We argue that selection bias at the time of publication has a part to play in the disappointing out-of-sample performance of these indicators. We show how the combination of estimation uncertainty and selective reporting can readily explain the observed deterioration in performance. Importantly, with a fuller understanding of these effects, the long-term poor performance of the indicators could have been anticipated at the time.

Efforts to find predictors for stock returns have a long history. Quantitative work on momentum goes back at least to the 1960s, with the observation that, over timescales of a few months, stocks that performed well in the past tend to also perform well in the future [1].

Later work showed some evidence for a negative effect (mean reversion) on a longer timescale [2, 3]. Valuation ratios also have a long history. The controversy over the Value Line system in the 1960s [4, 5] is a well-known example. Fama and French recently reviewed the evidence for value, size and momentum factors across the world’s stock markets [6].

Starting in the 1990s, a series of papers was published suggesting that similar effects could be seen in national stock indices [2, 3, 7, 8]. In analogy to cross-sectional equity systems [9], countries were ranked on size, value or momentum indicators to form portfolios with long positions in the indices for the highest-ranked countries and short positions for the lowest-ranked countries. The published work showed excellent historical performance for such trading systems.

Here we review the performance of these cross-country equity portfolios. Nearly twenty years have passed, so we have the advantage of a large set of historical data that was not available to the authors of the listed papers.

First, we replicate the published evaluations in the period before 1995, before showing that the performance of the trading systems on more recent data is disappointing. We believe this is because of selection bias in the published results, and we follow by showing how this may have led to over-optimistic assessments of the systems. More importantly we demonstrate how this could have been avoided at the time.

Replicating the published work

The papers [2, 3, 8] use national stock market indices provided by MSCI [10] across 18 developed countries in the period 1970-1995. Table 1 lists the four indicators calculated from this dataset that were used in these papers.

Table 1: Indicators used in the cited publications to construct long‐short trading systems on national equity indices

The published Sharpe ratios are compared with the Sharpe ratios from our tests.

The momentum indicator (MOM) is the total return of an index over the last year, ignoring the return from the last month. The value indicator (V) is the book-to-market ratio of the index and size (S) is the inverse free-float market capitalisation. The book value and market capitalisation are each calculated for the index as a whole by summing the values for the component stocks. These three indicators are the same as those used in [8].

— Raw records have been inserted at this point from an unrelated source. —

//! Price text → lowest price in the reference currency (USD).

use crate::config::DEFAULT_CURRENCY_RATES;

/// Currency symbol → conversion rate to USD, kept longest-symbol-first so a
/// short symbol never matches inside a longer one (`$` inside `S$`).
#[derive(Debug, Clone, PartialEq)]
pub struct RateTable {
    rates: Vec<(String, f64)>,
}

impl RateTable {
    pub fn new<I, S>(rates: I) -> Self
    where
        I: IntoIterator<Item = (S, f64)>,
        S: Into<String>,
    {
        let mut table = Self { rates: Vec::new() };
        for (symbol, rate) in rates {
            table.insert(symbol.into(), rate);
        }
        table
    }

    /// Copy of this table with `overrides` replacing or extending its entries.
    pub fn with_overrides(mut self, overrides: &[(String, f64)]) -> Self {
        for (symbol, rate) in overrides {
            self.insert(symbol.clone(), *rate);
        }
        self
    }

    fn insert(&mut self, symbol: String, rate: f64) {
        if symbol.is_empty() {
            return;
        }
        match self.rates.iter_mut().find(|(s, _)| *s == symbol) {
            Some(entry) => entry.1 = rate,
            None => self.rates.push((symbol, rate)),
        }
        // Stable: equal-length symbols keep insertion order.
        self.rates.sort_by_key(|(s, _)| std::cmp::Reverse(s.chars().count()));
    }

    /// First symbol, longest first, that occurs anywhere in `text`.
    pub fn match_symbol(&self, text: &str) -> Option<(&str, f64)> {
        self.rates
            .iter()
            .find(|(s, _)| text.contains(s.as_str()))
            .map(|(s, r)| (s.as_str(), *r))
    }

    pub fn symbols(&self) -> impl Iterator<Item = &str> {
        self.rates.iter().map(|(s, _)| s.as_str())
    }
}

impl Default for RateTable {
    fn default() -> Self {
        Self::new(DEFAULT_CURRENCY_RATES.iter().copied())
    }
}

/// Lowest price of `price_text` converted to USD.
///
/// The matched symbol is removed everywhere in the text, the remainder is split
/// on `-` and every segment must parse as a finite number; the minimum segment
/// is multiplied by the symbol's rate. Text without a known symbol is parsed
/// as-is at rate 1.0. Returns `None` for anything malformed, including empty text.
pub fn normalize(price_text: &str, rates: &RateTable) -> Option<f64> {
    let (stripped, rate) = match rates.match_symbol(price_text) {
        Some((symbol, rate)) => (price_text.replace(symbol, ""), rate),
        None => (price_text.to_string(), 1.0),
    };

    let mut lowest: Option<f64> = None;
    for segment in stripped.split('-') {
        let value = segment.trim().parse::<f64>().ok().filter(|v| v.is_finite())?;
        lowest = Some(lowest.map_or(value, |l| l.min(value)));
    }
    lowest.map(|p| p * rate)
}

The mean-reversion indicator (MR) is defined in a number of different ways in [2] and [3]. We choose the fractional return between three years and one year ago so that the MR indicator is nearly independent of the MOM indicator.

Each indicator defines a distinct trading system which will be associated with a series of portfolios through time. The indicator is calculated for each country at the end of a calendar month. The countries are then ranked by the values of their indicator. Out of the 18 countries, we take a positive position in the top six countries and a negative position in the bottom six. All positions are equal in their allocation, so the portfolio is dollar neutral. The positions are held for one month.

Table 1 also shows Sharpe ratios from the published sources and from our own tests over the period 1970-1995. We believe that the remaining differences between the published values and our own are due to small differences in the definition of the trading systems (for example, the way in which ties in the ranks are resolved).

What happened next? Out‐of‐sample performance

It should be noted that the Sharpe ratios in Table 1 are so-called in-sample results. The same dataset (1970-1995) that was used to develop the trading systems was used to calculate the results. We have an advantage over the researchers who published the original work. Working in 2014, we can compute the performance of the systems on the market data from 1995 to 2014. This is an out-of-sample test. The results are shown in Figure 1 and Table 2.

Figure 1. Cumulative return of the published systems over the in‐sample and out‐of‐sample periods

Cumulative profit (positive) or loss (negative) in billion US dollars of the published systems over the in‐sample and out‐of‐sample periods (left and right of the vertical line). A US$100M long or short position is taken in each single country selected. The performance replications for MOM and MR start later due to the required price history, and the V replication starts in 1975 when the book price data becomes available. The combined performance of the four systems is shown in the bottom section.

All four systems have worse performance in the out-of-sample period than in the original test period. Two of the four systems lose money after 1995, and even the momentum system shows almost no profit after 2000.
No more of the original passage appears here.